1

We want to store a user table in the database. For each user, there are a number of attributes, such as age, sex, date of birth, etc.

We can of course model these commonly shared attributes as the columns in our user table, however, it would become inconvenient later when we want to add new attributes, as we have to modify the table to add extra columns, and this user table may be large. Especially, it would be worse if we have more than one type of users and each user type may have some unique attributes.

Alternatively, we can adopt a more flexible design, where we use a separate table with the following schema:

user_id | attribute_id | attribute_name | attribute_value

So that each user may occupy a few number of rows, each of which contains the data for a specific attribute. This way, we don't need to worry about adding new attributes to users (or user types). However, there is another problem: the data type of each attribute may be different from each other, e.g. some may be int, some may be float, and some others may be string. In response, we can have another table for mapping the data types to attributes, such as:

attribute_id | data_type

Or, we can simply store everything as strings, but somehow I think it would be a bad idea in terms of the amount of space required.

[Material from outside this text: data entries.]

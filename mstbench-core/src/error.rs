//! Error types for the mstbench core library.
//!
//! Each pipeline stage exposes its own error enum together with a stable,
//! machine-readable code so logging surfaces can report failures without
//! parsing messages.

use std::fmt;

use thiserror::Error;

use crate::{
    graph::{EdgeId, VertexId},
    mst::MstStrategy,
};

macro_rules! define_error_codes {
    (
        $(#[$enum_meta:meta])*
        enum $CodeTy:ident for $ErrTy:ident {
            $(
                $(#[$variant_meta:meta])*
                $CodeVariant:ident => $ErrVariant:ident $( { $($pattern:tt)* } )? => $code:expr
            ),+ $(,)?
        }
    ) => {
        $(#[$enum_meta])*
        #[derive(Clone, Copy, Debug, Eq, Hash, PartialEq)]
        #[non_exhaustive]
        pub enum $CodeTy {
            $(
                $(#[$variant_meta])*
                $CodeVariant,
            )+
        }

        impl $CodeTy {
            /// Return the stable machine-readable representation of this error code.
            #[must_use]
            pub const fn as_str(self) -> &'static str {
                match self {
                    $(Self::$CodeVariant => $code,)+
                }
            }
        }

        impl fmt::Display for $CodeTy {
            fn fmt(&self, f: &mut fmt::Formatter<'_>) -> fmt::Result {
                f.write_str(self.as_str())
            }
        }

        impl $ErrTy {
            #[doc = concat!(
                "Retrieve the stable [`",
                stringify!($CodeTy),
                "`] for this error."
            )]
            #[must_use]
            pub const fn code(&self) -> $CodeTy {
                match self {
                    $(Self::$ErrVariant $( { $($pattern)* } )? => $CodeTy::$CodeVariant,)+
                }
            }
        }
    };
}

/// An error produced by [`crate::Graph`] operations.
#[non_exhaustive]
#[derive(Clone, Debug, Eq, Error, PartialEq)]
pub enum GraphError {
    /// The vertex id does not refer to a live vertex.
    #[error("vertex {vertex} does not exist")]
    UnknownVertex {
        /// The offending vertex id.
        vertex: VertexId,
    },
    /// The edge id does not refer to a live edge.
    #[error("edge {edge} does not exist")]
    UnknownEdge {
        /// The offending edge id.
        edge: EdgeId,
    },
    /// Both endpoints of the requested edge are the same vertex.
    #[error("self-loop on vertex {vertex} is not allowed")]
    SelfLoop {
        /// The vertex that would have been connected to itself.
        vertex: VertexId,
    },
    /// An edge between the two vertices already exists.
    #[error("an edge between {left} and {right} already exists")]
    DuplicateEdge {
        /// Smaller endpoint of the existing edge.
        left: VertexId,
        /// Larger endpoint of the existing edge.
        right: VertexId,
    },
}

define_error_codes! {
    /// Stable codes describing [`GraphError`] variants.
    enum GraphErrorCode for GraphError {
        /// The vertex id does not refer to a live vertex.
        UnknownVertex => UnknownVertex { .. } => "GRAPH_UNKNOWN_VERTEX",
        /// The edge id does not refer to a live edge.
        UnknownEdge => UnknownEdge { .. } => "GRAPH_UNKNOWN_EDGE",
        /// Both endpoints of the requested edge are the same vertex.
        SelfLoop => SelfLoop { .. } => "GRAPH_SELF_LOOP",
        /// An edge between the two vertices already exists.
        DuplicateEdge => DuplicateEdge { .. } => "GRAPH_DUPLICATE_EDGE",
    }
}

/// Error type produced by [`crate::GraphGenerator`].
#[non_exhaustive]
#[derive(Clone, Debug, Error, PartialEq)]
pub enum GenerateError {
    /// The requested vertex count was zero.
    #[error("target vertex count must be at least 1")]
    ZeroTarget,
    /// The oversizing factor was not a finite number of at least `1.0`.
    #[error("oversize factor must be finite and at least 1.0 (got {factor})")]
    InvalidOversizeFactor {
        /// The rejected factor.
        factor: f64,
    },
    /// The lattice needed for the target does not fit in memory addressing.
    #[error("a lattice for {target} vertices exceeds the addressable size")]
    LatticeOverflow {
        /// The requested vertex count.
        target: usize,
    },
    /// Every remaining vertex was an articulation point before reaching the target.
    #[error("no removable vertex left with {remaining} vertices (target {target})")]
    NoRemovableVertex {
        /// Live vertices when trimming stalled.
        remaining: usize,
        /// The requested vertex count.
        target: usize,
    },
    /// The trimmed graph did not have the target size or lost connectivity.
    #[error(
        "generated graph has {actual} vertices (expected {expected}) and {components} components"
    )]
    Postcondition {
        /// The requested vertex count.
        expected: usize,
        /// The vertex count actually produced.
        actual: usize,
        /// Number of connected components in the produced graph.
        components: usize,
    },
    /// A graph mutation failed while building or trimming the lattice.
    #[error("graph operation failed: {source}")]
    Graph {
        /// The underlying graph error.
        #[from]
        source: GraphError,
    },
}

define_error_codes! {
    /// Stable codes describing [`GenerateError`] variants.
    enum GenerateErrorCode for GenerateError {
        /// The requested vertex count was zero.
        ZeroTarget => ZeroTarget => "GENERATE_ZERO_TARGET",
        /// The oversizing factor was invalid.
        InvalidOversizeFactor => InvalidOversizeFactor { .. } => "GENERATE_INVALID_OVERSIZE_FACTOR",
        /// The lattice would be too large to address.
        LatticeOverflow => LatticeOverflow { .. } => "GENERATE_LATTICE_OVERFLOW",
        /// Trimming ran out of removable vertices.
        NoRemovableVertex => NoRemovableVertex { .. } => "GENERATE_NO_REMOVABLE_VERTEX",
        /// The generated graph violated its size or connectivity guarantee.
        Postcondition => Postcondition { .. } => "GENERATE_POSTCONDITION",
        /// A graph mutation failed.
        Graph => Graph { .. } => "GENERATE_GRAPH",
    }
}

/// Errors returned while computing a minimum spanning tree.
#[non_exhaustive]
#[derive(Clone, Debug, Eq, Error, PartialEq)]
pub enum MstError {
    /// The caller requested an MST for a graph without vertices.
    #[error("cannot compute an MST for an empty graph")]
    EmptyGraph,
    /// The graph has no edge that could serve as the critical link.
    #[error("graph with {vertex_count} vertices has no edges to choose a critical link from")]
    NoEdges {
        /// Number of vertices in the edgeless graph.
        vertex_count: usize,
    },
    /// An edge had no weight assigned before solving.
    #[error("edge {edge} has no weight")]
    MissingWeight {
        /// The unweighted edge.
        edge: EdgeId,
    },
    /// The spanning structure did not reach every vertex.
    #[error("graph is disconnected: {components} components across {vertex_count} vertices")]
    Disconnected {
        /// Number of vertices in the input graph.
        vertex_count: usize,
        /// Number of connected components in the input graph.
        components: usize,
    },
    /// The strategy finished without accepting the critical link.
    #[error("{strategy} excluded critical link {edge}")]
    CriticalLinkExcluded {
        /// The strategy that produced the tree.
        strategy: MstStrategy,
        /// The critical link that should have been included.
        edge: EdgeId,
    },
    /// A graph lookup failed while preparing or restoring weights.
    #[error("graph operation failed: {source}")]
    Graph {
        /// The underlying graph error.
        #[from]
        source: GraphError,
    },
}

define_error_codes! {
    /// Stable codes describing [`MstError`] variants.
    enum MstErrorCode for MstError {
        /// The caller requested an MST for an empty graph.
        EmptyGraph => EmptyGraph => "MST_EMPTY_GRAPH",
        /// No edge was available as the critical link.
        NoEdges => NoEdges { .. } => "MST_NO_EDGES",
        /// An edge had no weight.
        MissingWeight => MissingWeight { .. } => "MST_MISSING_WEIGHT",
        /// The input graph was disconnected.
        Disconnected => Disconnected { .. } => "MST_DISCONNECTED",
        /// The critical link did not make it into the tree.
        CriticalLinkExcluded => CriticalLinkExcluded { .. } => "MST_CRITICAL_LINK_EXCLUDED",
        /// A graph lookup failed.
        Graph => Graph { .. } => "MST_GRAPH",
    }
}

/// Error type produced when configuring or running a [`crate::Benchmark`].
#[non_exhaustive]
#[derive(Clone, Debug, Error, PartialEq)]
pub enum BenchmarkError {
    /// The vertex step was zero.
    #[error("vertex step must be at least 1")]
    ZeroVertexStep,
    /// The vertex step yields single-vertex graphs, which have no spanning edge.
    #[error("vertex step {vertex_step} is below the minimum of 2")]
    StepBelowTwo {
        /// The rejected vertex step.
        vertex_step: usize,
    },
    /// The number of trials per step was zero.
    #[error("trials per step must be at least 1")]
    ZeroTrials,
    /// The configured range produces no size step.
    #[error("max vertices {max_vertices} is below the vertex step {vertex_step}")]
    EmptySchedule {
        /// Configured vertex step.
        vertex_step: usize,
        /// Configured maximum vertex count.
        max_vertices: usize,
    },
    /// More trials were requested than can be averaged.
    #[error("{trials} trials per step exceeds the supported maximum of {max}", max = u32::MAX)]
    TooManyTrials {
        /// The rejected trial count.
        trials: usize,
    },
    /// The generator configuration was rejected.
    #[error("invalid generator configuration: {source}")]
    Generator {
        /// The underlying generator error.
        #[source]
        source: GenerateError,
    },
    /// Generating a trial graph failed.
    #[error("trial {trial} for {vertex_count} vertices failed to generate: {source}")]
    Generation {
        /// Target vertex count of the failing step.
        vertex_count: usize,
        /// Zero-based trial index within the step.
        trial: usize,
        /// The underlying generator error.
        #[source]
        source: GenerateError,
    },
    /// Computing the MST for a trial failed.
    #[error("trial {trial} for {vertex_count} vertices failed to compute an MST: {source}")]
    Mst {
        /// Target vertex count of the failing step.
        vertex_count: usize,
        /// Zero-based trial index within the step.
        trial: usize,
        /// The underlying MST error.
        #[source]
        source: MstError,
    },
}

define_error_codes! {
    /// Stable codes describing [`BenchmarkError`] variants.
    enum BenchmarkErrorCode for BenchmarkError {
        /// The vertex step was zero.
        ZeroVertexStep => ZeroVertexStep => "BENCHMARK_ZERO_VERTEX_STEP",
        /// The vertex step yields single-vertex graphs.
        StepBelowTwo => StepBelowTwo { .. } => "BENCHMARK_STEP_BELOW_TWO",
        /// The number of trials per step was zero.
        ZeroTrials => ZeroTrials => "BENCHMARK_ZERO_TRIALS",
        /// The configured range produces no size step.
        EmptySchedule => EmptySchedule { .. } => "BENCHMARK_EMPTY_SCHEDULE",
        /// More trials were requested than can be averaged.
        TooManyTrials => TooManyTrials { .. } => "BENCHMARK_TOO_MANY_TRIALS",
        /// The generator configuration was rejected.
        Generator => Generator { .. } => "BENCHMARK_INVALID_GENERATOR",
        /// Generating a trial graph failed.
        GenerationFailure => Generation { .. } => "BENCHMARK_GENERATION_FAILURE",
        /// Computing the MST for a trial failed.
        MstFailure => Mst { .. } => "BENCHMARK_MST_FAILURE",
    }
}

impl BenchmarkError {
    /// Retrieve the code of the stage error that aborted a trial, if any.
    #[must_use]
    pub const fn trial_code(&self) -> Option<&'static str> {
        match self {
            Self::Generation { source, .. } | Self::Generator { source } => {
                Some(source.code().as_str())
            }
            Self::Mst { source, .. } => Some(source.code().as_str()),
            _ => None,
        }
    }
}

So, there exists a tradeoff here, between the flexibility of the schema and the complexity/fragmentation of the schema, and I wonder which one would be overall more advantageous than the other, or, if there is a third and better way of doing it.

Any comment/suggestion is welcome! Thanks.

ypercubeᵀᴹ
  • 113,259
  • 19
  • 174
  • 235
skyork
  • 7,113
  • 18
  • 63
  • 103
  • 1
    If you look for information in text books or on the net about database normalization you'll find lots of answers to this question. There is no right answer, as each solution is a trade-off, as you've already said. The questions that only you can answer are in regards to how often new attributes will be added. If the attributes are relatively static and mostly in use I'd go with your first approach. – Richard A Mar 04 '12 at 00:42
  • I have seen the "user_id|attribute_id" approach implemented on several large database projects. In each case, the developers put a lot of thought into it, and it worked great at first. But after a few months of being in production, performance started going down the hill. The table became too much of a hotspot. – datagod Mar 04 '12 at 01:43

3 Answers3

2

It sounds like you might be considering a Dynamic Database TM.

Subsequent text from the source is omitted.